Tupamaros, banda sonora
Correa, por ese entonces, estudiaba medicina, practicaba boxeo, era anarquista y se había sumado en las huestes tupamaras. Después de ciertas vicisitudes, partió hacía Buenos Aires, para salvar el pellejo, aunque desde esa orilla del Plata pasó unos años en Barcelona, París y Brujas.

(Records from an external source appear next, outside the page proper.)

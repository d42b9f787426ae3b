//! # equity-analytics
//!
//! $$
//! \text{OHLCV} \xrightarrow{\ \text{indicators}\ } \text{frame} \xrightarrow{\ \text{score}\ } \text{rank},\qquad
//! r_t \xrightarrow{\ \text{risk}\ } \text{metrics},\qquad
//! R \xrightarrow{\ \max SR\ } \mathbf w^\*
//! $$
//!
//! Quantitative signals from daily price/volume series: technical indicators,
//! risk statistics, mean-variance portfolio optimization and a ranked
//! recommendation list.
//!
//! | Module | Purpose |
//! |---|---|
//! | [`indicators`] | RSI, MACD, Bollinger, SMA/EMA, stochastic, ATR, volume indicators and signals |
//! | [`processor`] | Cleaning, indicator frames, scoring, price sources |
//! | [`risk`] | Volatility, Sharpe/Sortino, VaR/CVaR, drawdown, beta/alpha, rating |
//! | [`portfolio`] | Max-Sharpe weights, frontier, rebalancing, realized performance |
//! | [`recommender`] | Ranking, text report, CSV persistence |
//!
//! The crate emits `tracing` events and never installs a subscriber.

pub mod config;
pub mod error;
pub mod indicators;
pub mod portfolio;
pub mod processor;
pub mod recommender;
pub mod risk;
pub mod series;
pub mod stats;

pub use config::AnalyticsConfig;
pub use error::AnalyticsError;
pub use error::Result;
pub use portfolio::PortfolioAllocation;
pub use portfolio::PortfolioOptimizer;
pub use processor::CsvPriceStore;
pub use processor::DataProcessor;
pub use processor::FrameCache;
pub use processor::IndicatorFrame;
pub use processor::MarketIndicatorsSnapshot;
pub use processor::PriceSource;
pub use recommender::Recommendation;
pub use recommender::RecommendationStore;
pub use recommender::Recommender;
pub use risk::RiskAnalyzer;
pub use risk::RiskMetrics;
pub use risk::RiskRating;
pub use series::PriceRecord;
pub use series::PriceSeries;
pub use series::RawPriceRow;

La última vez que vi a Correa o, mejor dicho, hablé con él en Buenos Aires, fue a través de una llamada por teléfono en la que me invitaba a expropiar una financiera, la acción directa le resulta la más eficaz para su praxis, una inclinación filosófica que compartía con Coco, quien de la noche a la mañana acabó por unos meses en la cárcel, por haber desfalcado al banco donde trabajaba.

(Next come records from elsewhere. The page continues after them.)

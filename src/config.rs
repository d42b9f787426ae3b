//! # Configuration
//!
//! $$
//! \theta = (n_s, n_m, n_l, \mathbf{w}, r_f, c, \tau)
//! $$
//!
//! One immutable parameter set handed to every component at construction.
//! Every field has a default, so partial JSON documents are valid overrides.

use std::fs;
use std::path::Path;

use serde::Deserialize;
use serde::Serialize;

use crate::error::AnalyticsError;
use crate::error::Result;

/// Trailing-window lengths for the short/medium/long moving-average family.
#[derive(Clone, Copy, Debug, PartialEq, Serialize, Deserialize)]
#[serde(default)]
pub struct WindowConfig {
  pub short: usize,
  pub medium: usize,
  pub long: usize,
}

impl Default for WindowConfig {
  fn default() -> Self {
    Self {
      short: 14,
      medium: 50,
      long: 200,
    }
  }
}

/// Periods of the individual indicators.
#[derive(Clone, Copy, Debug, PartialEq, Serialize, Deserialize)]
#[serde(default)]
pub struct IndicatorParams {
  pub rsi_period: usize,
  pub macd_fast: usize,
  pub macd_slow: usize,
  pub macd_signal: usize,
  pub bollinger_period: usize,
  /// Band width in standard deviations.
  pub bollinger_k: f64,
  pub momentum_period: usize,
  pub stochastic_k: usize,
  pub stochastic_d: usize,
  pub atr_period: usize,
  pub volatility_period: usize,
  pub volume_ma_period: usize,
}

impl Default for IndicatorParams {
  fn default() -> Self {
    Self {
      rsi_period: 14,
      macd_fast: 12,
      macd_slow: 26,
      macd_signal: 9,
      bollinger_period: 20,
      bollinger_k: 2.0,
      momentum_period: 14,
      stochastic_k: 14,
      stochastic_d: 3,
      atr_period: 14,
      volatility_period: 14,
      volume_ma_period: 14,
    }
  }
}

/// Weights of the four binary components of the recommendation score.
#[derive(Clone, Copy, Debug, PartialEq, Serialize, Deserialize)]
#[serde(default)]
pub struct ScoreWeights {
  pub rsi: f64,
  pub macd: f64,
  pub trend: f64,
  pub volume: f64,
}

impl Default for ScoreWeights {
  fn default() -> Self {
    Self {
      rsi: 0.3,
      macd: 0.3,
      trend: 0.2,
      volume: 0.2,
    }
  }
}

impl ScoreWeights {
  fn total(&self) -> f64 {
    self.rsi + self.macd + self.trend + self.volume
  }
}

/// Top-level weights of the composite technical/volume/trend/volatility score.
#[derive(Clone, Copy, Debug, PartialEq, Serialize, Deserialize)]
#[serde(default)]
pub struct CompositeWeights {
  pub technical: f64,
  pub volume: f64,
  pub trend: f64,
  pub volatility: f64,
}

impl Default for CompositeWeights {
  fn default() -> Self {
    Self {
      technical: 0.4,
      volume: 0.2,
      trend: 0.2,
      volatility: 0.2,
    }
  }
}

impl CompositeWeights {
  fn total(&self) -> f64 {
    self.technical + self.volume + self.trend + self.volatility
  }
}

/// Inputs of the return-based risk statistics.
#[derive(Clone, Copy, Debug, PartialEq, Serialize, Deserialize)]
#[serde(default)]
pub struct RiskConfig {
  /// Annualized risk-free rate.
  pub risk_free_rate: f64,
  /// Confidence level of VaR/CVaR.
  pub var_confidence: f64,
  /// Trading days per year used for annualization.
  pub trading_days: usize,
}

impl Default for RiskConfig {
  fn default() -> Self {
    Self {
      risk_free_rate: 0.02,
      var_confidence: 0.95,
      trading_days: 252,
    }
  }
}

impl RiskConfig {
  /// Risk-free rate per trading day.
  pub fn daily_risk_free(&self) -> f64 {
    self.risk_free_rate / self.trading_days as f64
  }

  /// `sqrt(trading_days)`, the daily-to-annual volatility multiplier.
  pub fn annualization(&self) -> f64 {
    (self.trading_days as f64).sqrt()
  }
}

/// Portfolio optimizer, frontier sampling and rebalancing parameters.
#[derive(Clone, Debug, PartialEq, Serialize, Deserialize)]
#[serde(default)]
pub struct PortfolioConfig {
  pub min_weight: f64,
  pub max_weight: f64,
  /// Iteration cap of the solver.
  pub max_iters: u64,
  /// Simplex standard-deviation tolerance of the solver.
  pub tolerance: f64,
  pub frontier_samples: usize,
  /// Seed of the frontier sampler; `None` draws from entropy.
  pub frontier_seed: Option<u64>,
  pub rebalance_threshold: f64,
  /// Benchmark symbol for portfolio beta; the first asset when `None`.
  pub benchmark: Option<String>,
}

impl Default for PortfolioConfig {
  fn default() -> Self {
    Self {
      min_weight: 0.0,
      max_weight: 1.0,
      max_iters: 5000,
      tolerance: 1e-10,
      frontier_samples: 1000,
      frontier_seed: None,
      rebalance_threshold: 0.05,
      benchmark: None,
    }
  }
}

/// Complete configuration of the analytics pipeline.
#[derive(Clone, Debug, Default, PartialEq, Serialize, Deserialize)]
#[serde(default)]
pub struct AnalyticsConfig {
  pub windows: WindowConfig,
  pub indicators: IndicatorParams,
  pub score_weights: ScoreWeights,
  pub composite_weights: CompositeWeights,
  pub risk: RiskConfig,
  pub portfolio: PortfolioConfig,
}

impl AnalyticsConfig {
  /// Parse and validate a JSON document.
  pub fn from_json_str(s: &str) -> Result<Self> {
    let config: Self = serde_json::from_str(s)?;
    config.validate()?;
    Ok(config)
  }

  /// Read, parse and validate a JSON file.
  pub fn from_json_file<P: AsRef<Path>>(path: P) -> Result<Self> {
    let raw = fs::read_to_string(path)?;
    Self::from_json_str(&raw)
  }

  /// Longest trailing window any indicator needs.
  pub fn required_history(&self) -> usize {
    let p = &self.indicators;
    [
      self.windows.short,
      self.windows.medium,
      self.windows.long,
      p.rsi_period + 1,
      p.bollinger_period,
      p.momentum_period + 1,
      p.stochastic_k + p.stochastic_d - 1,
      p.atr_period,
      p.volatility_period + 1,
      p.volume_ma_period,
    ]
    .into_iter()
    .max()
    .unwrap_or(0)
  }

  pub fn validate(&self) -> Result<()> {
    let w = &self.windows;
    let p = &self.indicators;
    let periods = [
      ("windows.short", w.short),
      ("windows.medium", w.medium),
      ("windows.long", w.long),
      ("indicators.rsi_period", p.rsi_period),
      ("indicators.macd_fast", p.macd_fast),
      ("indicators.macd_slow", p.macd_slow),
      ("indicators.macd_signal", p.macd_signal),
      ("indicators.bollinger_period", p.bollinger_period),
      ("indicators.momentum_period", p.momentum_period),
      ("indicators.stochastic_k", p.stochastic_k),
      ("indicators.stochastic_d", p.stochastic_d),
      ("indicators.atr_period", p.atr_period),
      ("indicators.volatility_period", p.volatility_period),
      ("indicators.volume_ma_period", p.volume_ma_period),
      ("risk.trading_days", self.risk.trading_days),
    ];
    if let Some((name, _)) = periods.iter().find(|(_, v)| *v == 0) {
      return Err(AnalyticsError::InvalidConfig(format!("{name} must be positive")));
    }

    if (self.score_weights.total() - 1.0).abs() > 1e-9 {
      return Err(AnalyticsError::InvalidConfig(format!(
        "score weights must sum to 1, got {}",
        self.score_weights.total()
      )));
    }
    if (self.composite_weights.total() - 1.0).abs() > 1e-9 {
      return Err(AnalyticsError::InvalidConfig(format!(
        "composite weights must sum to 1, got {}",
        self.composite_weights.total()
      )));
    }

    let c = self.risk.var_confidence;
    if !(c > 0.0 && c < 1.0) {
      return Err(AnalyticsError::InvalidConfig(format!(
        "var_confidence must be in (0, 1), got {c}"
      )));
    }

    let pf = &self.portfolio;
    if !(0.0..=1.0).contains(&pf.min_weight)
      || !(0.0..=1.0).contains(&pf.max_weight)
      || pf.min_weight > pf.max_weight
    {
      return Err(AnalyticsError::InvalidConfig(format!(
        "weight bounds [{}, {}] must satisfy 0 <= min <= max <= 1",
        pf.min_weight, pf.max_weight
      )));
    }
    if pf.rebalance_threshold < 0.0 {
      return Err(AnalyticsError::InvalidConfig(
        "rebalance_threshold must be non-negative".into(),
      ));
    }

    Ok(())
  }
}

#[cfg(test)]
mod tests {
  use super::*;

  #[test]
  fn defaults_are_valid() {
    let config = AnalyticsConfig::default();
    config.validate().unwrap();
    assert_eq!(config.required_history(), 200);
    assert!((config.risk.daily_risk_free() - 0.02 / 252.0).abs() < 1e-15);
  }

  #[test]
  fn partial_json_overrides_keep_other_defaults() {
    let config = AnalyticsConfig::from_json_str(
      r#"{ "windows": { "long": 100 }, "portfolio": { "rebalance_threshold": 0.1 } }"#,
    )
    .unwrap();

    assert_eq!(config.windows.long, 100);
    assert_eq!(config.windows.short, 14);
    assert_eq!(config.portfolio.rebalance_threshold, 0.1);
    assert_eq!(config.portfolio.frontier_samples, 1000);
  }

  #[test]
  fn rejects_score_weights_not_summing_to_one() {
    let err = AnalyticsConfig::from_json_str(r#"{ "score_weights": { "rsi": 0.9 } }"#).unwrap_err();
    assert!(matches!(err, AnalyticsError::InvalidConfig(_)));
  }

  #[test]
  fn rejects_inverted_weight_bounds() {
    let mut config = AnalyticsConfig::default();
    config.portfolio.min_weight = 0.6;
    config.portfolio.max_weight = 0.4;
    assert!(config.validate().is_err());
  }
}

Eso fue realmente triste, ya que le embargaron todos sus bienes, entre ellos la colección de jazz. Como todo joven pobre, comprar discos me resultaba imposible. Pero Omar era un tipo ingenioso para sortear las dificultades y muchas tardes nos íbamos a la sucursal Paso Molino del Palacio de la Música y elegíamos de las bateas los discos que queríamos escuchar en las cabinas. Contagiado por su audacia, una de esas tardes nos robamos cuatro long play, en el reparto Omar se llevó Ah Um y Blues & Roots de Charles Mingus y yo elegí precisamente Blue Train y al cautivante Stolen Moments de Olivier Nelson, la música más apropiada para la situación.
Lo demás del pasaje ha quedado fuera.